▸ Instructions for the task:
Return exactly the span of lines in the following data that opens with the line containing "function's source directory." and closes with the line containing "impl Default for". Include nothing else.

▸ Exercise input:
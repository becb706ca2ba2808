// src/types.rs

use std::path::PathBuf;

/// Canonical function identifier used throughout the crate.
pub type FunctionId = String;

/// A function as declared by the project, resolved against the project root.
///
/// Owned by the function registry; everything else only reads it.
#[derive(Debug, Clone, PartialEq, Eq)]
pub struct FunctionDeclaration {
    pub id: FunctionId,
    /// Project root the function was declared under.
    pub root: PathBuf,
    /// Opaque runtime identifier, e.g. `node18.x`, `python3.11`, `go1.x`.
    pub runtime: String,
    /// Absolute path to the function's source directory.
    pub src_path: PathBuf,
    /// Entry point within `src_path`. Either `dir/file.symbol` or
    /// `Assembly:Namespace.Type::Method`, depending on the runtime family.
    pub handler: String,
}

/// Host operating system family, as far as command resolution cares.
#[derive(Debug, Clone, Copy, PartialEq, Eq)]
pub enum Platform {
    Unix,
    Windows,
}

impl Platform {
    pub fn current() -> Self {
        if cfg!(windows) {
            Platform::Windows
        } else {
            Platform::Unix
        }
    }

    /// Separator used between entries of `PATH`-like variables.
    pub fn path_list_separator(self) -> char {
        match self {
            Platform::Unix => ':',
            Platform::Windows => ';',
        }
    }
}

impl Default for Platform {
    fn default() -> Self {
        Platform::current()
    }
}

▸ Task output:
    /// Absolute path to the function's source directory.
    pub src_path: PathBuf,
    /// Entry point within `src_path`. Either `dir/file.symbol` or
    /// `Assembly:Namespace.Type::Method`, depending on the runtime family.
    pub handler: String,
}

/// Host operating system family, as far as command resolution cares.
#[derive(Debug, Clone, Copy, PartialEq, Eq)]
pub enum Platform {
    Unix,
    Windows,
}

impl Platform {
    pub fn current() -> Self {
        if cfg!(windows) {
            Platform::Windows
        } else {
            Platform::Unix
        }
    }

    /// Separator used between entries of `PATH`-like variables.
    pub fn path_list_separator(self) -> char {
        match self {
            Platform::Unix => ':',
            Platform::Windows => ';',
        }
    }
}

impl Default for Platform {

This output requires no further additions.